I already spent a couple of years lying there at night crying and thinking "What is WRONG with me? Am I nuts?" I'd sure hate to go back to that.

Right, when they tell you it's all in your head and that you need to see a psychiatrist, you doubt yourself and the fact that your body is telling you that there is definitely something wrong. It does make you cry, and it does make you think maybe you are a little nuts.

Even after nearly 20 years with a diagnosis, I still find myself wondering at times if this is really what they say it is. But, most of the time, in my heart and in my head (!), I know it's MS.

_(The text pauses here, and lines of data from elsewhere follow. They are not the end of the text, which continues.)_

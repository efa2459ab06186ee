//! Core cascade logic - pure, deterministic, and testable
//!
//! This crate holds the grid and everything that reads or scores it. It has
//! no I/O beyond stderr diagnostics, no clock and no global state:
//!
//! - **Deterministic**: same layout, rules, seed and inputs produce the same
//!   action trace, bit for bit
//! - **Action-driven**: after level setup the grid changes only through
//!   [`GridAction`](types::GridAction) batches
//! - **Non-fatal**: invariant and capacity violations are logged as
//!   [`GridDiagnostic`]s and skipped, never raised
//!
//! # Module Structure
//!
//! - [`grid`]: cell storage, pins, action application
//! - [`pipeline`]: the [`ActionConsumer`] trait and the clear-merge rule
//! - [`detector`]: line matches and gravity
//! - [`score`]: cascade scoring from the action stream
//! - [`bonus`]: push-up generation
//! - [`rng`]: seeded LCG and spawn bag
//! - [`snapshot`]: plain-data grid state
//! - [`diagnostic`]: structured logging
//!
//! # Example
//!
//! ```
//! use tower_cascade_core::{detector, ActionConsumer, Grid, ScoreAccumulator};
//! use tower_cascade_core::types::GridRules;
//!
//! let rules = GridRules::default();
//! let mut grid = Grid::from_text(rules, &["12_", "___", "2_2"], &[]).unwrap();
//! let mut score = ScoreAccumulator::new(rules);
//!
//! // Resolve to a stable grid.
//! let mut batch = detector::evaluate(&grid);
//! while !batch.is_empty() {
//!     grid.apply_actions(&batch);
//!     score.apply_actions(&batch);
//!     batch = detector::evaluate(&grid);
//! }
//! assert_eq!(grid.render(), "___\n___\n1__\n");
//! assert_eq!(score.score(), 3);
//! ```

pub mod bonus;
pub mod detector;
pub mod diagnostic;
pub mod grid;
pub mod pipeline;
pub mod rng;
pub mod score;
pub mod snapshot;

pub use tower_cascade_types as types;

pub use bonus::BonusActionGenerator;
pub use diagnostic::{DiagnosticLog, GridDiagnostic, Severity};
pub use grid::{Grid, LayoutError};
pub use pipeline::{merge_clears, ActionConsumer};
pub use rng::{BlockBag, SimpleRng};
pub use score::{CascadeBonus, ScoreAccumulator, ScoreState};
pub use snapshot::GridSnapshot;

I have never doubted myself I have always been a very positive person, until they started telling me to see a shrink, I started to question myself and what if I am nuts ok nuttier,

my darling wife never lost faith in me she knew something was wrong with me, she saw my decline in energy and stability, i even told her i am gonna get Parkinson cause my left arm shook, my vision was going and the test showed little to no need for glasses back in 06 by 07 bi focals

the doubt the docs created in me cause they had no answer was wrong, now someone should of, somewhere after 32 ER visits, figured it out why did it take my first ON attack to make them think harder and find it, even my GP knew it was something more but was boggled guess cause I am a guy thats part of it, and was a pretty healthy person in good shape and all, except for the 4 constant SX's i kept having, that was one docs excuse was i am a guy they never suspected it, I for one am pretty sure assuming any thing medically can be a very dangerous way to think and practice medicine

I agree, Polar.

It sounds like this guy IS determining the cause of the patient's medical issues (stroke, migraines, etc.), although he doesn't say if he has for ALL the patients he undx.

Frankly, I'd take many dx over MS . . . but not all, for sure.

Cherie

Me, too..I call hangnail!

I'll claim the toenail fungus! (mostly because I took care of that two weeks ago..and it's finally healing very nicely)

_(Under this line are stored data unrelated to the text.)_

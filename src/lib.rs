//! Per-key min, mean and max over large `key;value` files.
//!
//! The input buffer is split into line-aligned chunks, each chunk is folded into its
//! own table on a dedicated thread, and the tables are merged once every thread is done.

use std::{hash::BuildHasher, time::Instant};

use tracing::{debug, info};

pub mod chunk;
pub mod config;
pub mod error;
pub mod generate;
pub mod hasher;
pub mod input;
pub mod parse;
pub mod pool;
pub mod reduce;
pub mod report;
pub mod scan;
pub mod stats;
pub mod table;

pub use config::{EngineConfig, ReportConfig, ReportFormat};
pub use error::{Error, MalformedRow, Result};
pub use hasher::HasherKind;
pub use input::Input;
pub use stats::RunningStatistic;
pub use table::{FinalTable, PartialTable, Table};

/// Aggregates `input` with the polynomial key hasher.
pub fn aggregate(input: &[u8], config: &EngineConfig) -> Result<FinalTable> {
    aggregate_with(input, config)
}

/// Aggregates `input`, hashing keys with `S`.
///
/// Partitioning, scanning and reduction run strictly one after the other. Empty input
/// gives an empty table without starting any worker.
pub fn aggregate_with<S>(input: &[u8], config: &EngineConfig) -> Result<FinalTable<S>>
where
    S: BuildHasher + Default + Send,
{
    let start = Instant::now();
    let chunks = chunk::partition(input, config.workers.get());
    debug!(bytes = input.len(), chunks = chunks.len(), "input partitioned");
    if chunks.is_empty() {
        return Ok(FinalTable::<S>::default());
    }

    let partials = pool::run_workers::<S>(input, &chunks, config)?;
    let scanned = start.elapsed();

    let table = reduce::reduce(partials);
    info!(
        keys = table.len(),
        scan = ?scanned,
        total = ?start.elapsed(),
        "aggregation done"
    );
    Ok(table)
}

#[cfg(test)]
mod test {
    use rand::{rngs::StdRng, Rng, SeedableRng};

    use super::{aggregate, aggregate_with, EngineConfig};
    use crate::{hasher::BuildFxHasher, FinalTable};

    fn stat(table: &FinalTable, key: &str) -> (f64, f64, f64, u64) {
        let s = table
            .get(key.as_bytes())
            .unwrap_or_else(|| panic!("missing key `{key}`"));
        (s.min, s.max, s.sum, s.count)
    }

    #[test]
    fn scenarios() {
        let config = EngineConfig::with_workers(4);

        let table = aggregate(b"A;1.0\nB;2.0\nA;3.0\n", &config).unwrap();
        assert_eq!(table.len(), 2);
        assert_eq!(stat(&table, "A"), (1.0, 3.0, 4.0, 2));
        assert_eq!(stat(&table, "B"), (2.0, 2.0, 2.0, 1));

        let table = aggregate(b"X;-5.25\nX;10.00\n", &config).unwrap();
        assert_eq!(stat(&table, "X"), (-5.25, 10.0, 4.75, 2));

        let table = aggregate(b"", &config).unwrap();
        assert!(table.is_empty());

        let table = aggregate(b"Z;7.5", &config).unwrap();
        assert_eq!(stat(&table, "Z"), (7.5, 7.5, 7.5, 1));

        let table = aggregate(b"A;0.1\nA;0.1\nA;0.1\n", &config).unwrap();
        let a = table.get(b"A").unwrap();
        assert!(a.min <= a.mean() && a.mean() <= a.max, "{a:?}");

        let table = aggregate(b"Z;7.5\r\nZ;-7.5\r\n", &config).unwrap();
        assert_eq!(stat(&table, "Z"), (-7.5, 7.5, 0.0, 2));
    }

    fn random_input(rng: &mut StdRng, rows: usize) -> Vec<u8> {
        let keys = [
            "Hamburg", "Bulawayo", "Palembang", "St. John's", "Cracow", "Saint-Denis",
            "Saint-Depot", "Zürich", "A",
        ];
        let mut input = Vec::new();
        for _ in 0..rows {
            let key = keys[rng.random_range(0..keys.len())];
            let hundredths: i32 = rng.random_range(-9999..=9999);
            let sign = if hundredths < 0 { "-" } else { "" };
            let abs = hundredths.abs();
            let row = format!("{key};{sign}{}.{:02}\n", abs / 100, abs % 100);
            input.extend_from_slice(row.as_bytes());
        }
        input
    }

    #[test]
    fn worker_count_does_not_change_result() {
        let mut rng = StdRng::seed_from_u64(1234);
        let input = random_input(&mut rng, 500);
        let single = aggregate(&input, &EngineConfig::with_workers(1)).unwrap();
        assert_eq!(single.total_count(), 500);

        for workers in [2, 3, 7, 16, 64, 499, 500, 1000] {
            let config = EngineConfig {
                capacity: 64,
                ..EngineConfig::with_workers(workers)
            };
            let parallel = aggregate(&input, &config).unwrap();
            assert_eq!(parallel.len(), single.len(), "workers: {workers}");
            assert_eq!(parallel.total_count(), 500, "workers: {workers}");
            for (key, s) in single.iter() {
                let p = parallel.get(key).unwrap();
                assert_eq!((p.min, p.max, p.count), (s.min, s.max, s.count));
                assert!((p.sum - s.sum).abs() < 1e-6, "workers: {workers}");
            }
        }
    }

    #[test]
    fn statistics_are_consistent() {
        let mut rng = StdRng::seed_from_u64(99);
        let input = random_input(&mut rng, 2_000);
        let table = aggregate(&input, &EngineConfig::with_workers(5)).unwrap();
        assert_eq!(table.total_count(), 2_000);
        for (key, s) in table.iter() {
            assert!(s.count >= 1);
            assert!(
                s.min <= s.mean() && s.mean() <= s.max,
                "bad stats for {key:?}: {s:?}"
            );
        }
    }

    #[test]
    fn hashers_agree() {
        let mut rng = StdRng::seed_from_u64(5);
        let input = random_input(&mut rng, 300);
        let config = EngineConfig::with_workers(3);
        let poly = aggregate(&input, &config).unwrap();
        let fx = aggregate_with::<BuildFxHasher>(&input, &config).unwrap();
        assert_eq!(poly.len(), fx.len());
        for (key, s) in poly.iter() {
            let f = fx.get(key).unwrap();
            assert_eq!((f.min, f.max, f.count), (s.min, s.max, s.count));
        }
    }

    #[test]
    fn strict_mode_rejects_bad_rows() {
        let config = EngineConfig {
            strict: true,
            ..EngineConfig::with_workers(2)
        };
        assert!(aggregate(b"A;1.0\nB;2.0\n", &config).is_ok());
        assert!(aggregate(b"A;1.0\nB;2.001\n", &config).is_err());
    }
}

WOW I understand he is a big specia;ist but the numbers that he re diagnosed seems insanely high. I wonder if any sought a second oppinion from other MS Specialist

Itust seems strange to me that he rediagnised so many usually you hear the people are back in limbo not given a diffrent diagnosis/ Iso wonder what he would tell me. My lp did not rule it in or out right now i cant remeber the term

Sorry but i find his numbers quite high if all these people went thru all the testing. I was not diagnosed quickly it was over a 4 year period. I wonder the percentages of other MS specialists telling people they dont have MS

Good luck toall.
laurie f

can I have dandruff instead? I can fix that!

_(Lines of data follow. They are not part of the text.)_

use std::{num::NonZeroUsize, thread};

use tracing::warn;

use crate::table::DEFAULT_CAPACITY;

/// Settings for one aggregation run.
#[derive(Debug, Clone, Copy, PartialEq, Eq)]
pub struct EngineConfig {
    /// Number of chunks, and so of worker threads.
    pub workers: NonZeroUsize,
    /// Expected number of distinct keys per table.
    pub capacity: usize,
    /// Reject malformed rows instead of assuming well-formed input.
    pub strict: bool,
}

impl EngineConfig {
    pub fn with_workers(workers: usize) -> Self {
        Self {
            workers: NonZeroUsize::new(workers).unwrap_or(NonZeroUsize::MIN),
            ..Self::default()
        }
    }
}

impl Default for EngineConfig {
    fn default() -> Self {
        Self {
            workers: available_workers(),
            capacity: DEFAULT_CAPACITY,
            strict: false,
        }
    }
}

/// The machine's available parallelism, or 1 if it cannot be queried.
pub fn available_workers() -> NonZeroUsize {
    thread::available_parallelism().unwrap_or_else(|e| {
        warn!(error = %e, "couldn't query the available parallelism, going single-threaded");
        NonZeroUsize::MIN
    })
}

/// Layout of the written report.
#[derive(Debug, Clone, Copy, Default, PartialEq, Eq, clap::ValueEnum)]
pub enum ReportFormat {
    /// One `key;min;max;mean` line per key.
    #[default]
    Lines,
    /// A single `{key=min/mean/max, ...}` line ordered by key.
    Braces,
}

#[derive(Debug, Clone, Copy, PartialEq, Eq)]
pub struct ReportConfig {
    pub format: ReportFormat,
    /// Order `lines` output by key. `braces` output is always ordered.
    pub sorted: bool,
    /// Fractional digits written for min, max and mean.
    pub precision: usize,
}

impl Default for ReportConfig {
    fn default() -> Self {
        Self {
            format: ReportFormat::Lines,
            sorted: false,
            precision: 2,
        }
    }
}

Wow, just a couple of months ago I wondered aloud to my MS neuro if I really had MS (since I feel so much better after being on Tysabri). He looked at me and said, oh you definitely have MS.

He trained at Mayo in Rochester so I feel confident in his opinion, plus I've had the symptoms in virtually every part of my body at one time or another.

Interesting article though, and we wonder why so many doctors are hesitant to dx MS.